** Opening Data extracts block **

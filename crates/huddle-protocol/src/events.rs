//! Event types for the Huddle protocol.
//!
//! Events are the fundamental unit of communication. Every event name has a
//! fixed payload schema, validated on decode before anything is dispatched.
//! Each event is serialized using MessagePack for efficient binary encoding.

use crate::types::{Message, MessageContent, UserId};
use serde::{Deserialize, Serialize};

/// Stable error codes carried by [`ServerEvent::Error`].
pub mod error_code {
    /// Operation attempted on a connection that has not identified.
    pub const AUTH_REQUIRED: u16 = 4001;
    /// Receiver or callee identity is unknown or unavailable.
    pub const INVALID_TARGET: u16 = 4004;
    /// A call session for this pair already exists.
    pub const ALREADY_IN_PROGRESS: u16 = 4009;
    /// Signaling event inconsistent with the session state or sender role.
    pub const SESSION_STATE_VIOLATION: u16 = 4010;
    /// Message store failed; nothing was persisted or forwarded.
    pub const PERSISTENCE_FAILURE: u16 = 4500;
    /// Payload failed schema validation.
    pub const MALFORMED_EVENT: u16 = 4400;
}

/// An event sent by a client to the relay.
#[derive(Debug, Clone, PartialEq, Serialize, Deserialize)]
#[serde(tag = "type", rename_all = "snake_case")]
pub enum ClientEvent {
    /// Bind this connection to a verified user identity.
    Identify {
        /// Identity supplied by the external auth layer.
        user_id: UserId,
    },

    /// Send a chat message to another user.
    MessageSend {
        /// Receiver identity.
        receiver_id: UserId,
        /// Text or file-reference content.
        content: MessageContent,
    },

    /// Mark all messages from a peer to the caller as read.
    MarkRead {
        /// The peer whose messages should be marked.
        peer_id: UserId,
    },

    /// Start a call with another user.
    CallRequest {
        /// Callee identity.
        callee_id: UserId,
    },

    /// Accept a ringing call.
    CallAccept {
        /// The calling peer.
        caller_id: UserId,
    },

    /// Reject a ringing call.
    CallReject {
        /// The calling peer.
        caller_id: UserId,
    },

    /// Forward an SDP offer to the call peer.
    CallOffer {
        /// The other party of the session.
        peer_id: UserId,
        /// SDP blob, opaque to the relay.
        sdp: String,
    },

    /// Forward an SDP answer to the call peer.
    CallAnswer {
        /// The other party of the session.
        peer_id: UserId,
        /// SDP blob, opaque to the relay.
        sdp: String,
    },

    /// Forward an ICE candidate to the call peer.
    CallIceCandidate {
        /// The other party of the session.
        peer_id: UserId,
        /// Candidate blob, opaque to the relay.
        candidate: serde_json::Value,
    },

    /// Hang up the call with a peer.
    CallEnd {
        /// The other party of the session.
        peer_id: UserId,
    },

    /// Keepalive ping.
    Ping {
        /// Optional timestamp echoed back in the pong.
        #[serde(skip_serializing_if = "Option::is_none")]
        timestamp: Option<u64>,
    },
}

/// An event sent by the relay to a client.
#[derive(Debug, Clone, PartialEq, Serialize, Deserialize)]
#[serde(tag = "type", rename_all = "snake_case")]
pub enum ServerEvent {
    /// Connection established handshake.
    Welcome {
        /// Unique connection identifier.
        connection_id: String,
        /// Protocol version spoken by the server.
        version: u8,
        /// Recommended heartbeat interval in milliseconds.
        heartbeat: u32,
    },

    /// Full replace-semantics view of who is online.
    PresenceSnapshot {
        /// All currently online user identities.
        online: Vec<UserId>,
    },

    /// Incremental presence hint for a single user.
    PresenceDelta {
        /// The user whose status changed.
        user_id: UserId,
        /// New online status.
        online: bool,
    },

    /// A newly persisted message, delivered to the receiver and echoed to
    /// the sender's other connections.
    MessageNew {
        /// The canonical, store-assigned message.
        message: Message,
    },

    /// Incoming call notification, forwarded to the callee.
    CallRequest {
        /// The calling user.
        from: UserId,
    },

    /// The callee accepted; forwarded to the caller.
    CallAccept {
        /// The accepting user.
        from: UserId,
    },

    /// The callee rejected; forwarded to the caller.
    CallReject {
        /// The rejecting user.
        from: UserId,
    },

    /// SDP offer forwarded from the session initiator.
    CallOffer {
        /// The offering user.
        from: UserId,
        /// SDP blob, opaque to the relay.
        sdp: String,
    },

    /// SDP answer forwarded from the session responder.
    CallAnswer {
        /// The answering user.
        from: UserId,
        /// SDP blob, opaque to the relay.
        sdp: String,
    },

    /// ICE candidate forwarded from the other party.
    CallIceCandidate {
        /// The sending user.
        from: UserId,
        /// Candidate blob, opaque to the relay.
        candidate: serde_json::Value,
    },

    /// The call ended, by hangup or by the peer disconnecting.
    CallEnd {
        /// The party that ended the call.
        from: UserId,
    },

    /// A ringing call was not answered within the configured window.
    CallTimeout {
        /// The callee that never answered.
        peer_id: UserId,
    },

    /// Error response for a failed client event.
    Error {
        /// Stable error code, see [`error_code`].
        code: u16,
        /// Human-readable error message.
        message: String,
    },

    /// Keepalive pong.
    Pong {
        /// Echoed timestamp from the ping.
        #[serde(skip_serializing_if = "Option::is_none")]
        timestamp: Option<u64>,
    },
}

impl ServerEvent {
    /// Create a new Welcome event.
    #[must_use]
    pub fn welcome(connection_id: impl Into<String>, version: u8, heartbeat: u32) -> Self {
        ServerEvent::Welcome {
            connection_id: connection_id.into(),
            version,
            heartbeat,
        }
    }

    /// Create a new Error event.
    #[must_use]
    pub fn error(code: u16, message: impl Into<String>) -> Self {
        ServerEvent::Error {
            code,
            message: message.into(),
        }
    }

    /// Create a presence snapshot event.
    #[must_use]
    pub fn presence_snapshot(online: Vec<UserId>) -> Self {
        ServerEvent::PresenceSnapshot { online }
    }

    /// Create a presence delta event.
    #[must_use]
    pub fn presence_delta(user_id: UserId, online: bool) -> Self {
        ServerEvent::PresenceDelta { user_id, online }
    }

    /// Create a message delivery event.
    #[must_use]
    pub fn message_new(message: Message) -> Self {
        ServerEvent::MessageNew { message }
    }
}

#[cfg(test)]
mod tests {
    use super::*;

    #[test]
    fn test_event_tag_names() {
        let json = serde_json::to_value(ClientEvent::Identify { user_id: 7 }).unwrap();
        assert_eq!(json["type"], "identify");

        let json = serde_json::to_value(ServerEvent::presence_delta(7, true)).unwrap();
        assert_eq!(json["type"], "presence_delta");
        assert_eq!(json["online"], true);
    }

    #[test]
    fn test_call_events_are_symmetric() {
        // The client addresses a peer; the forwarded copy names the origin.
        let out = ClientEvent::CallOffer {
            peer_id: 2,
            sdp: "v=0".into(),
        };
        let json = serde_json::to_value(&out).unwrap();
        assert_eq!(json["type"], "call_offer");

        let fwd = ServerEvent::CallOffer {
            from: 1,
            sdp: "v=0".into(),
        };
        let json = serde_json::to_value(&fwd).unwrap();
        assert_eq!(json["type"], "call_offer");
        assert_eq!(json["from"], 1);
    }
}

** Closing Data extracts block **

#### Exercise objective:
Retype every line above with nothing changed.

#### Solution for this task:
filename crates/huddle-protocol/src/events.rs
//! Event types for the Huddle protocol.
//!
//! Events are the fundamental unit of communication. Every event name has a
//! fixed payload schema, validated on decode before anything is dispatched.
//! Each event is serialized using MessagePack for efficient binary encoding.

use crate::types::{Message, MessageContent, UserId};
use serde::{Deserialize, Serialize};

/// Stable error codes carried by [`ServerEvent::Error`].
pub mod error_code {
    /// Operation attempted on a connection that has not identified.
    pub const AUTH_REQUIRED: u16 = 4001;
    /// Receiver or callee identity is unknown or unavailable.
    pub const INVALID_TARGET: u16 = 4004;
    /// A call session for this pair already exists.
    pub const ALREADY_IN_PROGRESS: u16 = 4009;
    /// Signaling event inconsistent with the session state or sender role.
    pub const SESSION_STATE_VIOLATION: u16 = 4010;
    /// Message store failed; nothing was persisted or forwarded.
    pub const PERSISTENCE_FAILURE: u16 = 4500;
    /// Payload failed schema validation.
    pub const MALFORMED_EVENT: u16 = 4400;
}

/// An event sent by a client to the relay.
#[derive(Debug, Clone, PartialEq, Serialize, Deserialize)]
#[serde(tag = "type", rename_all = "snake_case")]
pub enum ClientEvent {
    /// Bind this connection to a verified user identity.
    Identify {
        /// Identity supplied by the external auth layer.
        user_id: UserId,
    },

    /// Send a chat message to another user.
    MessageSend {
        /// Receiver identity.
        receiver_id: UserId,
        /// Text or file-reference content.
        content: MessageContent,
    },

    /// Mark all messages from a peer to the caller as read.
    MarkRead {
        /// The peer whose messages should be marked.
        peer_id: UserId,
    },

    /// Start a call with another user.
    CallRequest {
        /// Callee identity.
        callee_id: UserId,
    },

    /// Accept a ringing call.
    CallAccept {
        /// The calling peer.
        caller_id: UserId,
    },

    /// Reject a ringing call.
    CallReject {
        /// The calling peer.
        caller_id: UserId,
    },

    /// Forward an SDP offer to the call peer.
    CallOffer {
        /// The other party of the session.
        peer_id: UserId,
        /// SDP blob, opaque to the relay.
        sdp: String,
    },

    /// Forward an SDP answer to the call peer.
    CallAnswer {
        /// The other party of the session.
        peer_id: UserId,
        /// SDP blob, opaque to the relay.
        sdp: String,
    },

    /// Forward an ICE candidate to the call peer.
    CallIceCandidate {
        /// The other party of the session.
        peer_id: UserId,
        /// Candidate blob, opaque to the relay.
        candidate: serde_json::Value,
    },

    /// Hang up the call with a peer.
    CallEnd {
        /// The other party of the session.
        peer_id: UserId,
    },

    /// Keepalive ping.
    Ping {
        /// Optional timestamp echoed back in the pong.
        #[serde(skip_serializing_if = "Option::is_none")]
        timestamp: Option<u64>,
    },
}

/// An event sent by the relay to a client.
#[derive(Debug, Clone, PartialEq, Serialize, Deserialize)]
#[serde(tag = "type", rename_all = "snake_case")]
pub enum ServerEvent {
    /// Connection established handshake.
    Welcome {
        /// Unique connection identifier.
        connection_id: String,
        /// Protocol version spoken by the server.
        version: u8,
        /// Recommended heartbeat interval in milliseconds.
        heartbeat: u32,
    },

    /// Full replace-semantics view of who is online.
    PresenceSnapshot {
        /// All currently online user identities.
        online: Vec<UserId>,
    },

    /// Incremental presence hint for a single user.
    PresenceDelta {
        /// The user whose status changed.
        user_id: UserId,
        /// New online status.
        online: bool,
    },

    /// A newly persisted message, delivered to the receiver and echoed to
    /// the sender's other connections.
    MessageNew {
        /// The canonical, store-assigned message.
        message: Message,
    },

    /// Incoming call notification, forwarded to the callee.
    CallRequest {
        /// The calling user.
        from: UserId,
    },

    /// The callee accepted; forwarded to the caller.
    CallAccept {
        /// The accepting user.
        from: UserId,
    },

    /// The callee rejected; forwarded to the caller.
    CallReject {
        /// The rejecting user.
        from: UserId,
    },

    /// SDP offer forwarded from the session initiator.
    CallOffer {
        /// The offering user.
        from: UserId,
        /// SDP blob, opaque to the relay.
        sdp: String,
    },

    /// SDP answer forwarded from the session responder.
    CallAnswer {
        /// The answering user.
        from: UserId,
        /// SDP blob, opaque to the relay.
        sdp: String,
    },

    /// ICE candidate forwarded from the other party.
    CallIceCandidate {
        /// The sending user.
        from: UserId,
        /// Candidate blob, opaque to the relay.
        candidate: serde_json::Value,
    },

    /// The call ended, by hangup or by the peer disconnecting.
    CallEnd {
        /// The party that ended the call.
        from: UserId,
    },

    /// A ringing call was not answered within the configured window.
    CallTimeout {
        /// The callee that never answered.
        peer_id: UserId,
    },

    /// Error response for a failed client event.
    Error {
        /// Stable error code, see [`error_code`].
        code: u16,
        /// Human-readable error message.
        message: String,
    },

    /// Keepalive pong.
    Pong {
        /// Echoed timestamp from the ping.
        #[serde(skip_serializing_if = "Option::is_none")]
        timestamp: Option<u64>,
    },
}

impl ServerEvent {
    /// Create a new Welcome event.
    #[must_use]
    pub fn welcome(connection_id: impl Into<String>, version: u8, heartbeat: u32) -> Self {
        ServerEvent::Welcome {
            connection_id: connection_id.into(),
            version,
            heartbeat,
        }
    }

    /// Create a new Error event.
    #[must_use]
    pub fn error(code: u16, message: impl Into<String>) -> Self {
        ServerEvent::Error {
            code,
            message: message.into(),
        }
    }

    /// Create a presence snapshot event.
    #[must_use]
    pub fn presence_snapshot(online: Vec<UserId>) -> Self {
        ServerEvent::PresenceSnapshot { online }
    }

    /// Create a presence delta event.
    #[must_use]
    pub fn presence_delta(user_id: UserId, online: bool) -> Self {
        ServerEvent::PresenceDelta { user_id, online }
    }

    /// Create a message delivery event.
    #[must_use]
    pub fn message_new(message: Message) -> Self {
        ServerEvent::MessageNew { message }
    }
}

#[cfg(test)]
mod tests {
    use super::*;

    #[test]
    fn test_event_tag_names() {
        let json = serde_json::to_value(ClientEvent::Identify { user_id: 7 }).unwrap();
        assert_eq!(json["type"], "identify");

        let json = serde_json::to_value(ServerEvent::presence_delta(7, true)).unwrap();
        assert_eq!(json["type"], "presence_delta");
        assert_eq!(json["online"], true);
    }

    #[test]
    fn test_call_events_are_symmetric() {
        // The client addresses a peer; the forwarded copy names the origin.
        let out = ClientEvent::CallOffer {
            peer_id: 2,
            sdp: "v=0".into(),
        };
        let json = serde_json::to_value(&out).unwrap();
        assert_eq!(json["type"], "call_offer");

        let fwd = ServerEvent::CallOffer {
            from: 1,
            sdp: "v=0".into(),
        };
        let json = serde_json::to_value(&fwd).unwrap();
        assert_eq!(json["type"], "call_offer");
        assert_eq!(json["from"], 1);
    }
}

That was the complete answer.